▶ [TASK TO COMPLETE]:
From the listing below, copy only the lines from the line that contains "impl<K, V> MultiRankMap<K, V>" to the line that contains "impl<K, V, C> MultiRankMap<K, V, C>", counting those two lines as part of the copy.

▶ [RECORD EXCERPTS]:
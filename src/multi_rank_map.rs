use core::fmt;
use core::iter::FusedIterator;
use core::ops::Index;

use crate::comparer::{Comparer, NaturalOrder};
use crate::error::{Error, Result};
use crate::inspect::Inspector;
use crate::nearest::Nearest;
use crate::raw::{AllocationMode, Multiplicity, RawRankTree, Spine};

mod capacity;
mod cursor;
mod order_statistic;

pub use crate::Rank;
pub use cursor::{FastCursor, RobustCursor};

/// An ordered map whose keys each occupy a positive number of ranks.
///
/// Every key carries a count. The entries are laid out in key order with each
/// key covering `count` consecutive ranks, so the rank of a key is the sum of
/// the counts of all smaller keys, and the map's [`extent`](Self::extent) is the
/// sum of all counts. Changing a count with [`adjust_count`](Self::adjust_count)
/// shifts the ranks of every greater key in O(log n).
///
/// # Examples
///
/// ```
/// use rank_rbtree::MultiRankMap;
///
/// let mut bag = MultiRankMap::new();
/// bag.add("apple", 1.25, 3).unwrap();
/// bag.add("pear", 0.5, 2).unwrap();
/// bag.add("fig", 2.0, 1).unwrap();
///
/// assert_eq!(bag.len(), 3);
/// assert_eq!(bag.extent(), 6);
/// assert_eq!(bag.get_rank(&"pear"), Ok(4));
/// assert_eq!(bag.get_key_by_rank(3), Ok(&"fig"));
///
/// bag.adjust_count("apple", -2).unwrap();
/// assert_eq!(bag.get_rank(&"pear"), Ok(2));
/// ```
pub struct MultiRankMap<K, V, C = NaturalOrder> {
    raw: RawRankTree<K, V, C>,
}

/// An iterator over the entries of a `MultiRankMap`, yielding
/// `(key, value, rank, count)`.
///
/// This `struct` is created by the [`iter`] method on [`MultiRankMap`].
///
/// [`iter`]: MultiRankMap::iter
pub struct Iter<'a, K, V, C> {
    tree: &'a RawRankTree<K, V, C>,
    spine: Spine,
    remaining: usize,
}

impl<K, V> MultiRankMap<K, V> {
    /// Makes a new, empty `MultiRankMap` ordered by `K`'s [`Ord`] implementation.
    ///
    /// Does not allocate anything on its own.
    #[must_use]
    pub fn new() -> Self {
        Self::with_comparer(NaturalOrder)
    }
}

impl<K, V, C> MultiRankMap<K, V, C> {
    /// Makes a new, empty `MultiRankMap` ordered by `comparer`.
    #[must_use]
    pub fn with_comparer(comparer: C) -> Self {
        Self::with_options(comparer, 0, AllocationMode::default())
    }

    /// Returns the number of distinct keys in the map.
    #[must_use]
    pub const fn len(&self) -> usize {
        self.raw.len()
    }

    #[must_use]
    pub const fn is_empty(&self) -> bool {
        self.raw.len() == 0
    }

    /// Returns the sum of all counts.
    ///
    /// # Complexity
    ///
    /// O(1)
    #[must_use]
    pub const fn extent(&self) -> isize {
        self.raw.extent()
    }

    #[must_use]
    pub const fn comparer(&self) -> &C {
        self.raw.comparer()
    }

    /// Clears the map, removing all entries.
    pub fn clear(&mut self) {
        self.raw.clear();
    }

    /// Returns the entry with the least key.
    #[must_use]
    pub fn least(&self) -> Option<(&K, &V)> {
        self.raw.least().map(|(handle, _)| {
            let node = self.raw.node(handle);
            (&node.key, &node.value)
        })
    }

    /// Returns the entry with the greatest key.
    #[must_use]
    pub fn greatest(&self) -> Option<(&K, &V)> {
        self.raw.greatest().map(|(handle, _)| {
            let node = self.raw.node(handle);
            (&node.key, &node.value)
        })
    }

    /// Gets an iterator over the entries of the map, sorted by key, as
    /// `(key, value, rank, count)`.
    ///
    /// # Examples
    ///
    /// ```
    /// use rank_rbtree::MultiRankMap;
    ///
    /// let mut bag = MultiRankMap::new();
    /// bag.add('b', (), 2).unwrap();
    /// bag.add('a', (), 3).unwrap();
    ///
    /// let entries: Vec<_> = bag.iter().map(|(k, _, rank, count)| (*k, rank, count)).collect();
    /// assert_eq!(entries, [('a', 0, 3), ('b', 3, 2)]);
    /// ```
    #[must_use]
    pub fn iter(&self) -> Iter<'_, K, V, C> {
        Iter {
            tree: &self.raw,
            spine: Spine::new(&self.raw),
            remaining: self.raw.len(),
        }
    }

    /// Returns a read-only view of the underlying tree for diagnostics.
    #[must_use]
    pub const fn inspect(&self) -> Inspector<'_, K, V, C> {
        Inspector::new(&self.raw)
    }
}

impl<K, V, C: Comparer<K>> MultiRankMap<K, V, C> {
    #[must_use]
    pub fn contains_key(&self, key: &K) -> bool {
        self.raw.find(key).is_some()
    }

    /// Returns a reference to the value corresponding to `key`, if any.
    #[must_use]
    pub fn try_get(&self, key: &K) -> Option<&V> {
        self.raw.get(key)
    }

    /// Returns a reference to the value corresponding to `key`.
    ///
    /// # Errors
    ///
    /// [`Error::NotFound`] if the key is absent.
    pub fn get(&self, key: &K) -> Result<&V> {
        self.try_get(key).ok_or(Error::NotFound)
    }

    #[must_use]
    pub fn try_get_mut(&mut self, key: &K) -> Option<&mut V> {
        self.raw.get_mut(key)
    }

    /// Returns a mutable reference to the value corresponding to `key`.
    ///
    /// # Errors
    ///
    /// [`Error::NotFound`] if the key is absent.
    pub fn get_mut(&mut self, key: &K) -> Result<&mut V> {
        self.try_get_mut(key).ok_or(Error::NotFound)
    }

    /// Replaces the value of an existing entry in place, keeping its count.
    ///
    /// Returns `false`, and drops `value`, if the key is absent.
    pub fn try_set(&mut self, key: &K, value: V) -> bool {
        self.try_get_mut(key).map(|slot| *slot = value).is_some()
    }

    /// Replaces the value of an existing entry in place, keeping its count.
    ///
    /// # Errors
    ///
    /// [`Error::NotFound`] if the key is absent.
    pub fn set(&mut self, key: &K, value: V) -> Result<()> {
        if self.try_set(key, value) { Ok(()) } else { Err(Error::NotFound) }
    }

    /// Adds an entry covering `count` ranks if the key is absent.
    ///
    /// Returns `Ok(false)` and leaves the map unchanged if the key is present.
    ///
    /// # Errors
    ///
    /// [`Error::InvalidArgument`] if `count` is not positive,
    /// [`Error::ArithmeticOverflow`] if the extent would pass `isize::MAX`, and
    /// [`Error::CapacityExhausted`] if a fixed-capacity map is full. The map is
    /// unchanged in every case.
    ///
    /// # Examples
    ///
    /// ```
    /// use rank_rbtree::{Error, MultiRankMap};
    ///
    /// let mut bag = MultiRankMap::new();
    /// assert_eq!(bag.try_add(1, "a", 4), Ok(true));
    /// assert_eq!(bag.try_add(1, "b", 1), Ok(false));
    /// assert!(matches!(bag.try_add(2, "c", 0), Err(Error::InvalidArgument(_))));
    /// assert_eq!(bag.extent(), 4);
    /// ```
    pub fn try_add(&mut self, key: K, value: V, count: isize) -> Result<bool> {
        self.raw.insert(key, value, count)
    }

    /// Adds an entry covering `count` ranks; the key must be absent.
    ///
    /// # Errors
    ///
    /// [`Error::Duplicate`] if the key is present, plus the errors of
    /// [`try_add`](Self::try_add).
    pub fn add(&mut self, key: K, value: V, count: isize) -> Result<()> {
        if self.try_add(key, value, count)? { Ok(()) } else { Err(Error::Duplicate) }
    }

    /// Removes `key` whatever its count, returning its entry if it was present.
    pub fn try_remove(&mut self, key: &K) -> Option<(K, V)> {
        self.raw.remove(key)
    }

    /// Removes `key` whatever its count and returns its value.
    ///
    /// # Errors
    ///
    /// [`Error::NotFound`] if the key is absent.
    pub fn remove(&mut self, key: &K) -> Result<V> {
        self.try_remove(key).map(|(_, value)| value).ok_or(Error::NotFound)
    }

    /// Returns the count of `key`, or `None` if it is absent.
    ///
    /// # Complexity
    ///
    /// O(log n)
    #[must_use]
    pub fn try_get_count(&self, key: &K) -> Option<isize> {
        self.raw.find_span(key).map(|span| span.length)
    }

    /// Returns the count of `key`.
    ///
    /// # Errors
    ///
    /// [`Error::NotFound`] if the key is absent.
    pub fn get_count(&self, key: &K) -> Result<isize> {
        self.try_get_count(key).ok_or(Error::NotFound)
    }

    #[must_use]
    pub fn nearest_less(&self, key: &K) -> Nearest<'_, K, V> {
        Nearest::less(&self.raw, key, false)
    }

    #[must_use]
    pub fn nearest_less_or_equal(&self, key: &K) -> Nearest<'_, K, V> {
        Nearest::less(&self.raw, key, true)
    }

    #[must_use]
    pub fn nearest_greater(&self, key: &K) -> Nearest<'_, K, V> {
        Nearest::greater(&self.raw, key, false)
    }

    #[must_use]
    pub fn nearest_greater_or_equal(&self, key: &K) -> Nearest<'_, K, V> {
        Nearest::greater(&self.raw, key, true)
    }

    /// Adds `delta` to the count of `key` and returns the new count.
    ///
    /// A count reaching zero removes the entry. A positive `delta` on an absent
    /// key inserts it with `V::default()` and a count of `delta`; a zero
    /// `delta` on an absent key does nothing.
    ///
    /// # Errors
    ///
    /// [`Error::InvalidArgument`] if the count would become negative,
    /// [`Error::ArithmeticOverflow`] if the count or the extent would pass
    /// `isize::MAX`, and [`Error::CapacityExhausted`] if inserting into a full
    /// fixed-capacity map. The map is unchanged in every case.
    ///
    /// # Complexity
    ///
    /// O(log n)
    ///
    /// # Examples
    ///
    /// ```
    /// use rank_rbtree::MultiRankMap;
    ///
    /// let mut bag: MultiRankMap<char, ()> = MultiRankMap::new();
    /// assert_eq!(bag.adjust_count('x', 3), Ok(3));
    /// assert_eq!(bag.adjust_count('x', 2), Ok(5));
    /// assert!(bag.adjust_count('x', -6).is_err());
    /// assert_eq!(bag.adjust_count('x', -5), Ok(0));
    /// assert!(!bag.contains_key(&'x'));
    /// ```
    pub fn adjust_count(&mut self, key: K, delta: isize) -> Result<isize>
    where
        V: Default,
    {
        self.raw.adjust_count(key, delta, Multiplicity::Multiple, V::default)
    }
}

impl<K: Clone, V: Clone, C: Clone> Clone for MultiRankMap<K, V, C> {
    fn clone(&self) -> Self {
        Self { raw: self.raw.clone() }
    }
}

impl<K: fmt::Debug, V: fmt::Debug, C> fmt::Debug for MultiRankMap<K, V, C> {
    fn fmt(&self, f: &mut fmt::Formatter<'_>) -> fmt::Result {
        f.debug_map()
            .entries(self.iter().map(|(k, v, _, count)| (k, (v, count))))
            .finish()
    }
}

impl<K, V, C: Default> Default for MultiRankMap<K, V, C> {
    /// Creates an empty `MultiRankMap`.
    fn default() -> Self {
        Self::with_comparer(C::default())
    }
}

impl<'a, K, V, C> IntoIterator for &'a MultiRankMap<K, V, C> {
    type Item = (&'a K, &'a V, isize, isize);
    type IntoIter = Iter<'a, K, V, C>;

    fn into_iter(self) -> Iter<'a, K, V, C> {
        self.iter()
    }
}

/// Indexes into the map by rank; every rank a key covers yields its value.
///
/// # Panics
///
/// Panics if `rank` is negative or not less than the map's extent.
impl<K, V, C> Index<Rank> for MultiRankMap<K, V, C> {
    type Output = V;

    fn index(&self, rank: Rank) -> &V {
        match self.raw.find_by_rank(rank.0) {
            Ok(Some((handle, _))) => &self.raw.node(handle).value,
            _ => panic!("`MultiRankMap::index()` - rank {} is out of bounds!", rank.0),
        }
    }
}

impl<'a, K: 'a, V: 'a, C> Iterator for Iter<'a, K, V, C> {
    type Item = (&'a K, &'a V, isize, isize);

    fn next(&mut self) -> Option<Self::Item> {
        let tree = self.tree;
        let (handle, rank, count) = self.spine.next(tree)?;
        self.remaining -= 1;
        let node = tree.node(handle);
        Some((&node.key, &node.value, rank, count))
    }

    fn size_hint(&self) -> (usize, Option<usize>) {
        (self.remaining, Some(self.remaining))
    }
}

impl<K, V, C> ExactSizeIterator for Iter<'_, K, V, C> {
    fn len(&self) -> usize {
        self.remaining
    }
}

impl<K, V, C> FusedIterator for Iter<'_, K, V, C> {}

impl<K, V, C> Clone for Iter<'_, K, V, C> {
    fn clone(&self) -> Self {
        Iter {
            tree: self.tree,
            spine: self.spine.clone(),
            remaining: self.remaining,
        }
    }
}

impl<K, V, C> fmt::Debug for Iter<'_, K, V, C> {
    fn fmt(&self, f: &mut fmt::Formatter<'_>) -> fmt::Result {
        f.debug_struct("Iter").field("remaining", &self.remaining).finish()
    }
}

▶ [SOLUTION TO THE PROBLEM]:
impl<K, V> MultiRankMap<K, V> {
    /// Makes a new, empty `MultiRankMap` ordered by `K`'s [`Ord`] implementation.
    ///
    /// Does not allocate anything on its own.
    #[must_use]
    pub fn new() -> Self {
        Self::with_comparer(NaturalOrder)
    }
}

impl<K, V, C> MultiRankMap<K, V, C> {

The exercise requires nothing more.